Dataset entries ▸
########
//! OverlayCache: persisted address book in front of the lookup protocol.

use std::collections::{HashMap, HashSet};
use std::sync::Arc;

use futures::future::join_all;
use rand::seq::SliceRandom;
use tracing::{debug, info, warn};

use super::entry::AddressBookEntry;
use super::error::{OverlayError, OverlayResult};
use crate::adapters::RandomNodeIdGenerator;
use crate::domain::{Contact, DhtError, LookupQuery, NodeAddress, NodeId};
use crate::ports::{KeyValueStore, NodeFilter, NodeIdGenerator, ReputationScorer};
use crate::protocol::LookupProtocol;

/// Requirements a chosen node must meet.
#[derive(Debug, Clone, Default)]
pub struct ChooseCriteria {
    /// Free space or bandwidth the node must offer, checked by the
    /// configured [`NodeFilter`].
    pub min_free: u64,
    /// Nodes that must not be returned.
    pub exclude: HashSet<NodeId>,
}

/// Outcome of a bulk get.
#[derive(Debug, Default)]
pub struct BulkResult {
    /// Nodes that resolved.
    pub found: HashMap<NodeId, NodeAddress>,
    /// Every node that did not resolve, with the reason.
    pub errors: Vec<(NodeId, OverlayError)>,
}

/// Address book mapping node ids to addresses.
///
/// Reads hit the store first; misses and stale entries go to the network
/// through [`LookupProtocol::iterative_lookup`] and successful discoveries
/// are written back. Misses are never cached.
pub struct OverlayCache {
    store: Arc<dyn KeyValueStore>,
    protocol: Arc<LookupProtocol>,
    ttl_secs: u64,
    filter: Option<Arc<dyn NodeFilter>>,
    scorer: Option<Arc<dyn ReputationScorer>>,
    id_generator: Arc<dyn NodeIdGenerator>,
}

impl OverlayCache {
    /// Create a cache over `store`. Entries older than `ttl_secs` are
    /// refreshed on read (0 disables expiry).
    pub fn new(store: Arc<dyn KeyValueStore>, protocol: Arc<LookupProtocol>, ttl_secs: u64) -> Self {
        Self {
            store,
            protocol,
            ttl_secs,
            filter: None,
            scorer: None,
            id_generator: Arc::new(RandomNodeIdGenerator),
        }
    }

    /// Eligibility predicate applied by [`OverlayCache::choose`].
    #[must_use]
    pub fn with_filter(mut self, filter: Arc<dyn NodeFilter>) -> Self {
        self.filter = Some(filter);
        self
    }

    /// Reputation ranking applied by [`OverlayCache::choose`].
    #[must_use]
    pub fn with_scorer(mut self, scorer: Arc<dyn ReputationScorer>) -> Self {
        self.scorer = Some(scorer);
        self
    }

    /// Source of random lookup targets for [`OverlayCache::choose`].
    #[must_use]
    pub fn with_id_generator(mut self, id_generator: Arc<dyn NodeIdGenerator>) -> Self {
        self.id_generator = id_generator;
        self
    }

    /// The protocol this cache discovers through.
    pub fn protocol(&self) -> &Arc<LookupProtocol> {
        &self.protocol
    }

    /// Read and decode a stored record. Undecodable records read as absent.
    fn cached(&self, id: &NodeId) -> OverlayResult<Option<(AddressBookEntry, Contact)>> {
        let bytes = self.store.get(id.as_bytes()).map_err(|e| {
            warn!(node = %id, error = %e, "overlay cache read failed");
            e
        })?;
        let Some(bytes) = bytes else {
            return Ok(None);
        };

        let decoded = AddressBookEntry::decode(&bytes)
            .and_then(|entry| entry.contact().map(|contact| (entry, contact)));
        match decoded {
            Ok((entry, contact)) if &contact.node_id == id => Ok(Some((entry, contact))),
            Ok(_) => {
                warn!(node = %id, "cache record stored under the wrong key");
                Ok(None)
            }
            Err(e) => {
                warn!(node = %id, error = %e, "ignoring corrupt cache record");
                Ok(None)
            }
        }
    }

    /// Resolve a node's address.
    pub async fn get(&self, id: &NodeId) -> OverlayResult<NodeAddress> {
        let now = self.protocol.now();
        let cached = self.cached(id)?;

        match &cached {
            Some((entry, contact)) if !entry.is_expired(now, self.ttl_secs) => {
                debug!(node = %id, "overlay cache hit");
                return Ok(contact.address.clone());
            }
            Some(_) => debug!(node = %id, "overlay cache entry stale"),
            None => debug!(node = %id, "overlay cache miss"),
        }

        match self.protocol.iterative_lookup(id, 1).await {
            Ok(found) => {
                if let Some(contact) = found.into_iter().find(|c| &c.node_id == id) {
                    self.put(id, &contact.address)?;
                    debug!(node = %id, address = %contact.address, "cached discovered address");
                    return Ok(contact.address);
                }
            }
            Err(DhtError::NotFound) => {}
            Err(e) => return Err(e.into()),
        }

        if cached.is_some() {
            self.store.delete(id.as_bytes())?;
            debug!(node = %id, "dropped stale entry for vanished node");
        }
        Err(OverlayError::NotFound)
    }

    /// Upsert an address. Last write wins.
    pub fn put(&self, id: &NodeId, address: &NodeAddress) -> OverlayResult<()> {
        let entry = AddressBookEntry::new(id, address, self.protocol.now());
        self.store
            .put(id.as_bytes(), &entry.encode()?)
            .map_err(|e| {
                warn!(node = %id, error = %e, "overlay cache write failed");
                OverlayError::from(e)
            })
    }

    /// [`OverlayCache::get`] for each id, concurrently.
    pub async fn bulk_get(&self, ids: &[NodeId]) -> BulkResult {
        let lookups = ids.iter().map(|id| async move { (*id, self.get(id).await) });

        let mut result = BulkResult::default();
        for (id, outcome) in join_all(lookups).await {
            match outcome {
                Ok(address) => {
                    result.found.insert(id, address);
                }
                Err(e) => result.errors.push((id, e)),
            }
        }
        result
    }

    /// Pick up to `count` distinct eligible contacts.
    ///
    /// Samples the routing table first and falls back to a lookup around a
    /// random target when the table holds too few eligible contacts. With a
    /// scorer configured, candidates are ranked by descending score. Returns
    /// fewer than `count` when the reachable network cannot supply more.
    pub async fn choose(&self, count: usize, criteria: &ChooseCriteria) -> OverlayResult<Vec<Contact>> {
        if count == 0 {
            return Ok(Vec::new());
        }

        let local = *self.protocol.local_id();
        let eligible = |c: &Contact| {
            c.node_id != local
                && !criteria.exclude.contains(&c.node_id)
                && self
                    .filter
                    .as_ref()
                    .map_or(true, |f| f.is_eligible(c, criteria.min_free))
        };

        let mut sampled = self.protocol.routing_table().all_contacts();
        sampled.shuffle(&mut rand::thread_rng());
        let mut chosen: Vec<Contact> = sampled.into_iter().filter(|c| eligible(c)).collect();

        if chosen.len() < count {
            let target = self.id_generator.generate();
            let width = self.protocol.config().k.max(count);
            let query = LookupQuery::new(target, width)
                .excluding(criteria.exclude.iter().copied())
                .excluding(chosen.iter().map(|c| c.node_id))
                .excluding([local]);

            debug!(%target, have = chosen.len(), count, "choose falling back to network lookup");
            match self.protocol.lookup(query).await {
                Ok(outcome) => chosen.extend(outcome.closest.into_iter().filter(|c| eligible(c))),
                Err(e) => debug!(error = %e, "choose lookup found nothing"),
            }
        }

        if let Some(scorer) = &self.scorer {
            let mut scored: Vec<(f64, Contact)> = chosen
                .into_iter()
                .map(|c| (scorer.score(&c.node_id), c))
                .collect();
            scored.sort_by(|a, b| b.0.total_cmp(&a.0));
            chosen = scored.into_iter().map(|(_, c)| c).collect();
        }

        if chosen.len() < count {
            warn!(requested = count, found = chosen.len(), "not enough eligible nodes");
        }
        chosen.truncate(count);
        Ok(chosen)
    }

    /// Bootstrap the protocol and record the seeds that answered.
    ///
    /// A failure to persist a seed is logged; routing is still usable.
    pub async fn bootstrap(&self, seeds: &[NodeAddress]) -> OverlayResult<Vec<Contact>> {
        let responded = self.protocol.bootstrap(seeds).await?;
        for seed in &responded {
            if let Err(e) = self.put(&seed.node_id, &seed.address) {
                warn!(node = %seed.node_id, error = %e, "could not record bootstrap seed");
            }
        }
        Ok(responded)
    }

    /// Delete expired and undecodable records. Returns how many were removed.
    pub fn prune_expired(&self) -> OverlayResult<usize> {
        let now = self.protocol.now();
        let mut doomed = Vec::new();

        for item in self.store.iterate(&[]) {
            let (key, value) = item?;
            let expired = match AddressBookEntry::decode(&value) {
                Ok(entry) => entry.is_expired(now, self.ttl_secs),
                Err(_) => true,
            };
            if expired {
                doomed.push(key);
            }
        }

        for key in &doomed {
            self.store.delete(key)?;
        }
        if !doomed.is_empty() {
            info!(pruned = doomed.len(), "pruned overlay cache");
        }
        Ok(doomed.len())
    }
}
########
ACTIVITY ▸ A copy of each line above that holds the word "write" is the expected answer.

EXERCISE RESPONSE ▸
    /// Upsert an address. Last write wins.
                warn!(node = %id, error = %e, "overlay cache write failed");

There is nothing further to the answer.